Niccolò Machiavelli to Francesco Guicciardini, Carpi, 17 May 1521. 1
Is Machiavelli a reliable source for Florentine history? This article addresses that question by focusing on a remarkable discrepancy in Machiavelli's writing: the Florentine secretary's contradictory interpretations of Francesco di Filippo Valori, a major figure in the post-Medicean republican regime and one of the leaders of the Savonarolan movement. In the Discourses, Machiavelli described Valori as an ambitious politician whose quasi-princely power engendered dangerous factional violence. Several years later, in The Natures of Florentine Men, one of the few texts from Machiavelli's literary corpus that has yet to receive any sustained analysis, Machiavelli described Valori as a republican patriot who consistently sought the common good and upheld the republic's laws. Both assessments were written over a decade after Valori's murder (1498). [End Page 185]

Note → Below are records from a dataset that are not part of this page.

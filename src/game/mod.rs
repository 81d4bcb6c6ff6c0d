//! Game state: legality, special moves and terminal detection.
//!
//! A [`Game`] owns a [`Board`](crate::board::Board), the side to move, the
//! castling flags, and the last move played (enough to resolve en passant).
//!
//! # Example
//! ```
//! use chess_rules::board::{Color, Move};
//! use chess_rules::game::Game;
//!
//! let mut game = Game::new();
//! let e2e4: Move = "e2e4".parse().unwrap();
//! game.make_move(e2e4).unwrap();
//! assert_eq!(game.team_turn(), Color::Black);
//! ```

mod castling;
mod error;
mod fen;
mod perft;
mod snapshot;
mod state;
mod status;

#[cfg(test)]
mod tests;

pub use castling::{CastleSide, CastlingFlags, KING_HOME_COLUMN};
pub use error::MoveError;
pub use snapshot::GameSnapshot;
pub use state::Game;
pub use status::GameStatus;
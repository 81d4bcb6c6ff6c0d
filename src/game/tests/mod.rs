//! Game rule tests.
//!
//! Tests are organized into separate files by category:
//! - `legality.rs` - Check filtering, pins and move rejection
//! - `castling.rs` - Castling preconditions and rook relocation
//! - `en_passant.rs` - En passant availability and capture
//! - `promotion.rs` - Promotion choices and validation
//! - `terminal.rs` - Checkmate, stalemate and resignation
//! - `perft.rs` - Move tree counts for reference positions
//! - `proptest.rs` - Property-based tests over random playouts

mod perft;
mod promotion;

use crate::board::{Move, Position};
use crate::game::Game;

pub(super) fn pos(s: &str) -> Position {
    s.parse().unwrap()
}

pub(super) fn mv(s: &str) -> Move {
    s.parse().unwrap()
}

/// Play a sequence of long-algebraic moves, panicking on the first rejection.
pub(super) fn play(game: &mut Game, moves: &[&str]) {
    for m in moves {
        if let Err(err) = game.make_move(mv(m)) {
            panic!("{m} rejected: {err}");
        }
    }
}
//! Synchronization primitives for sharing a game.
//!
//! A [`Game`] has no internal locking. Sessions that accept moves from several
//! connections share one through [`SharedGame`], which serialises moves behind
//! a `parking_lot` read-write lock.

use std::sync::Arc;

use parking_lot::RwLock;

use crate::board::{Color, Move, MoveList, Position};
use crate::game::{Game, GameSnapshot, MoveError};

/// A thread-safe handle to one game.
///
/// Clones share the same game.
#[derive(Clone, Debug, Default)]
pub struct SharedGame(Arc<RwLock<Game>>);

impl SharedGame {
    #[must_use]
    pub fn new(game: Game) -> Self {
        SharedGame(Arc::new(RwLock::new(game)))
    }

    /// Validate and play `mv` under the write lock.
    ///
    /// Returns the state right after the move, taken before the lock is released.
    pub fn make_move(&self, mv: Move) -> Result<GameSnapshot, MoveError> {
        let mut game = self.0.write();
        game.make_move(mv)?;
        Ok(game.snapshot())
    }

    pub fn resign(&self, color: Color) -> Result<GameSnapshot, MoveError> {
        let mut game = self.0.write();
        game.resign(color)?;
        Ok(game.snapshot())
    }

    #[must_use]
    pub fn snapshot(&self) -> GameSnapshot {
        self.0.read().snapshot()
    }

    #[must_use]
    pub fn valid_moves(&self, from: Position) -> MoveList {
        self.0.read().valid_moves(from)
    }

    /// Run `f` with shared access to the game.
    pub fn with_game<R>(&self, f: impl FnOnce(&Game) -> R) -> R {
        f(&self.0.read())
    }
}

impl From<Game> for SharedGame {
    fn from(game: Game) -> Self {
        SharedGame::new(game)
    }
}
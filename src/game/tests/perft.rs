//! Perft counts for reference positions.
//!
//! Depths are kept shallow; the grid board with full legality simulation is
//! not built for speed.

use crate::game::Game;

struct TestPosition {
    name: &'static str,
    fen: &'static str,
    depths: &'static [(usize, u64)],
}

const TEST_POSITIONS: &[TestPosition] = &[
    TestPosition {
        name: "Initial Position",
        fen: "rnbqkbnr/pppppppp/8/8/8/8/PPPPPPPP/RNBQKBNR w KQkq - 0 1",
        depths: &[(1, 20), (2, 400), (3, 8902)],
    },
    TestPosition {
        name: "Kiwipete",
        fen: "r3k2r/p1ppqpb1/bn2pnp1/3PN3/1p2P3/2N2Q1p/PPPBBPPP/R3K2R w KQkq - 0 1",
        depths: &[(1, 48), (2, 2039)],
    },
    TestPosition {
        name: "Position 3",
        fen: "8/2p5/3p4/KP5r/1R3p1k/8/4P1P1/8 w - - 0 1",
        depths: &[(1, 14), (2, 191), (3, 2812)],
    },
    TestPosition {
        name: "Position 4",
        fen: "r3k2r/Pppp1ppp/1b3nbN/nP6/BBP1P3/q4N2/Pp1P2PP/R2Q1RK1 w kq - 0 1",
        depths: &[(1, 6), (2, 264)],
    },
    TestPosition {
        name: "Position 5",
        fen: "rnbq1k1r/pp1Pbppp/2p5/8/2B5/8/PPP1NnPP/RNBQK2R w KQ - 1 8",
        depths: &[(1, 44), (2, 1486)],
    },
    TestPosition {
        name: "En Passant Capture",
        fen: "rnbqkbnr/ppp1p1pp/8/3pPp2/8/8/PPPP1PPP/RNBQKBNR w KQkq f6 0 3",
        depths: &[(1, 31), (2, 707)],
    },
    TestPosition {
        name: "Promotion",
        fen: "n1n5/PPPk4/8/8/8/8/4Kppp/5N1N b - - 0 1",
        depths: &[(1, 24), (2, 496)],
    },
    TestPosition {
        name: "Castling",
        fen: "r3k2r/8/8/8/8/8/8/R3K2R w KQkq - 0 1",
        depths: &[(1, 26), (2, 568)],
    },
];

#[test]
fn test_all_perft_positions() {
    for position in TEST_POSITIONS {
        let game = Game::from_fen(position.fen);

        for &(depth, expected) in position.depths {
            let nodes = game.perft(depth);
            assert_eq!(
                nodes, expected,
                "Perft failed for position '{}' at depth {}. Expected: {}, Got: {}",
                position.name, depth, expected, nodes
            );
        }
    }
}

#[test]
fn test_perft_zero_is_one() {
    assert_eq!(Game::new().perft(0), 1);
}

#[test]
fn test_perft_does_not_mutate() {
    let game = Game::new();
    let before = game.to_fen();
    let _ = game.perft(2);
    assert_eq!(game.to_fen(), before);
}
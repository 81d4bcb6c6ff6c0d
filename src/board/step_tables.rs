use once_cell::sync::Lazy;

use super::Position;

pub(crate) const KNIGHT_DELTAS: [(i8, i8); 8] = [
    (2, 1),
    (1, 2),
    (-1, 2),
    (-2, 1),
    (-2, -1),
    (-1, -2),
    (1, -2),
    (2, -1),
];

pub(crate) const KING_DELTAS: [(i8, i8); 8] = [
    (1, 0),
    (-1, 0),
    (0, 1),
    (0, -1),
    (1, 1),
    (1, -1),
    (-1, 1),
    (-1, -1),
];

pub(crate) const DIAGONALS: [(i8, i8); 4] = [(1, 1), (1, -1), (-1, 1), (-1, -1)];
pub(crate) const ORTHOGONALS: [(i8, i8); 4] = [(1, 0), (-1, 0), (0, 1), (0, -1)];
pub(crate) const ALL_DIRECTIONS: [(i8, i8); 8] = KING_DELTAS;

fn step_targets(deltas: &[(i8, i8)]) -> [Vec<Position>; 64] {
    std::array::from_fn(|idx| {
        Position::from_index(idx)
            .map(|from| {
                deltas
                    .iter()
                    .filter_map(|&(dr, dc)| from.offset(dr, dc))
                    .collect()
            })
            .unwrap_or_default()
    })
}

/// On-board knight destinations for each square, indexed by `Position::as_index`.
pub(crate) static KNIGHT_TARGETS: Lazy<[Vec<Position>; 64]> =
    Lazy::new(|| step_targets(&KNIGHT_DELTAS));

/// On-board king destinations for each square, indexed by `Position::as_index`.
pub(crate) static KING_TARGETS: Lazy<[Vec<Position>; 64]> =
    Lazy::new(|| step_targets(&KING_DELTAS));
//! Move types and move list.

use std::fmt;
use std::ops::Index;
use std::str::FromStr;

#[cfg(feature = "serde")]
use serde::{Deserialize, Serialize};

use super::piece::PieceType;
use super::square::Position;
use crate::board::error::MoveParseError;

/// A move from one square to another, with an optional promotion type.
///
/// Equality is structural: two moves are equal iff start, end and promotion
/// all match. Castling and en passant are ordinary king/pawn moves here; the
/// game recognises them from the board when the move is played.
#[derive(Clone, Copy, PartialEq, Eq, Hash)]
#[cfg_attr(feature = "serde", derive(Serialize, Deserialize))]
pub struct Move {
    start: Position,
    end: Position,
    promotion: Option<PieceType>,
}

impl Move {
    /// Create a non-promoting move
    #[inline]
    #[must_use]
    pub const fn new(start: Position, end: Position) -> Self {
        Move {
            start,
            end,
            promotion: None,
        }
    }

    /// Create a promoting move
    #[inline]
    #[must_use]
    pub const fn with_promotion(start: Position, end: Position, promotion: PieceType) -> Self {
        Move {
            start,
            end,
            promotion: Some(promotion),
        }
    }

    #[inline]
    #[must_use]
    pub const fn start(self) -> Position {
        self.start
    }

    #[inline]
    #[must_use]
    pub const fn end(self) -> Position {
        self.end
    }

    /// Get the promotion piece, if this is a promotion move
    #[inline]
    #[must_use]
    pub const fn promotion(self) -> Option<PieceType> {
        self.promotion
    }

    /// Signed row distance travelled
    #[inline]
    pub(crate) fn row_delta(self) -> i8 {
        self.end.row() as i8 - self.start.row() as i8
    }

    /// Signed column distance travelled
    #[inline]
    pub(crate) fn column_delta(self) -> i8 {
        self.end.column() as i8 - self.start.column() as i8
    }
}

impl fmt::Debug for Move {
    fn fmt(&self, f: &mut fmt::Formatter<'_>) -> fmt::Result {
        write!(f, "Move({}{}", self.start, self.end)?;
        if let Some(promo) = self.promotion {
            write!(f, "={}", promo.to_char().to_ascii_uppercase())?;
        }
        write!(f, ")")
    }
}

impl fmt::Display for Move {
    fn fmt(&self, f: &mut fmt::Formatter<'_>) -> fmt::Result {
        write!(f, "{}{}", self.start, self.end)?;
        if let Some(promo) = self.promotion {
            write!(f, "{}", promo.to_char())?;
        }
        Ok(())
    }
}

impl FromStr for Move {
    type Err = MoveParseError;

    /// Parse long algebraic notation such as `e2e4` or `e7e8q`.
    fn from_str(s: &str) -> Result<Self, Self::Err> {
        if !s.is_ascii() || !(4..=5).contains(&s.len()) {
            return Err(MoveParseError::Length {
                len: s.chars().count(),
            });
        }

        let start: Position = s[0..2].parse().map_err(|_| MoveParseError::Square {
            notation: s.to_string(),
        })?;
        let end: Position = s[2..4].parse().map_err(|_| MoveParseError::Square {
            notation: s.to_string(),
        })?;

        match s[4..].chars().next() {
            None => Ok(Move::new(start, end)),
            Some(c) => match PieceType::from_char(c) {
                Some(kind) if kind.is_promotion_choice() => {
                    Ok(Move::with_promotion(start, end, kind))
                }
                _ => Err(MoveParseError::Promotion { symbol: c }),
            },
        }
    }
}

/// An ordered collection of moves.
#[derive(Clone, Debug, Default, PartialEq, Eq)]
pub struct MoveList {
    moves: Vec<Move>,
}

impl MoveList {
    #[must_use]
    pub fn new() -> Self {
        MoveList { moves: Vec::new() }
    }

    pub(crate) fn with_capacity(capacity: usize) -> Self {
        MoveList {
            moves: Vec::with_capacity(capacity),
        }
    }

    pub(crate) fn push(&mut self, mv: Move) {
        self.moves.push(mv);
    }

    #[must_use]
    pub fn len(&self) -> usize {
        self.moves.len()
    }

    #[must_use]
    pub fn is_empty(&self) -> bool {
        self.moves.is_empty()
    }

    #[must_use]
    pub fn as_slice(&self) -> &[Move] {
        &self.moves
    }

    pub fn iter(&self) -> std::slice::Iter<'_, Move> {
        self.moves.iter()
    }

    /// Structural containment check
    #[must_use]
    pub fn contains(&self, mv: &Move) -> bool {
        self.moves.contains(mv)
    }

    #[must_use]
    pub fn get(&self, idx: usize) -> Option<Move> {
        self.moves.get(idx).copied()
    }

    /// Moves ending on `end`
    pub fn to_square(&self, end: Position) -> impl Iterator<Item = Move> + '_ {
        self.moves.iter().copied().filter(move |mv| mv.end() == end)
    }

    pub(crate) fn retain<F: FnMut(&Move) -> bool>(&mut self, keep: F) {
        self.moves.retain(keep);
    }
}

impl<'a> IntoIterator for &'a MoveList {
    type Item = &'a Move;
    type IntoIter = std::slice::Iter<'a, Move>;

    fn into_iter(self) -> Self::IntoIter {
        self.moves.iter()
    }
}

impl IntoIterator for MoveList {
    type Item = Move;
    type IntoIter = std::vec::IntoIter<Move>;

    fn into_iter(self) -> Self::IntoIter {
        self.moves.into_iter()
    }
}

impl FromIterator<Move> for MoveList {
    fn from_iter<I: IntoIterator<Item = Move>>(iter: I) -> Self {
        MoveList {
            moves: iter.into_iter().collect(),
        }
    }
}

impl Extend<Move> for MoveList {
    fn extend<I: IntoIterator<Item = Move>>(&mut self, iter: I) {
        self.moves.extend(iter);
    }
}

impl Index<usize> for MoveList {
    type Output = Move;

    fn index(&self, idx: usize) -> &Self::Output {
        &self.moves[idx]
    }
}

What caused Machiavelli to alter his initial interpretation? Were both accounts part of a larger single interpretation of the Florentine statesman? If not, which portrait more faithfully conveyed the nature of Francesco Valori's career and its effect upon Florentine political life and what did Machiavelli hope to achieve by the other portrait? Finally, why did Machiavelli praise a man so directly associated with Savonarola and the political party that had excluded Machiavelli from office before 1498? Machiavelli's reputation as an opponent of Savonarola was the cause of his rejection for an office in the Second Chancery in February 1497, during Valori's term as Gonfaloniere di giustizia. It was also a likely cause of his more spectacular success in April 1498, immediately following the downfall of Savonarola and Valori. 2
This article examines the political circumstances surrounding the composition of The Natures of Florentine Men, Machiavelli's ties to the Valori family, and contemporary accounts of Valori's personality and career. It argues that The Natures are the preliminary sketches of the unwritten ninth book of the Florentine Histories and that Machiavelli, writing in a Florence of renewed Medici power, rewrote Valori's role in recent history to obscure his own ties to the principal statesmen of the Soderini regime. In particular, arguing from a different set of sources, it confirms Felix Gilbert's cautious and often-forgotten reminder about the impact of politics and political survival on the pioneering historical literature of early sixteenth-century Florence: that Machiavelli and Guicciardini "frequently had political purposes when discussing historical events and thus consciously constructed a historical myth." 3
The Valori family played a prominent role in the political and cultural life of Quattrocento Florence. The family had been allied with the Medici since Cosimo de' Medici's political ascent in 1434 and Bartolomeo Valori, as a generous patron of neo-Platonic philosophy, became a close friend of Lorenzo de' Medici and Marsilio Ficino. Francesco, however, dramatically realigned the family's political identity and loyalties along strong anti-Medicean lines. He began his political career as a successful participant in the Medici party, receiving numerous offices and distinctions, including election as Gonfaloniere di giustizia three times (1484, 1489, 1493). When the political tide turned against Piero de' Medici in 1494, however, Valori was among the first ottimati to capitalize on Medici weakness. He participated in the popular revolt against Piero de' Medici and became one of the constitutional founders of the new Republic. His power and ambition became famous, even notorious, after he emerged as one of the most important and powerful political allies (1495-98) of the prophetic friar...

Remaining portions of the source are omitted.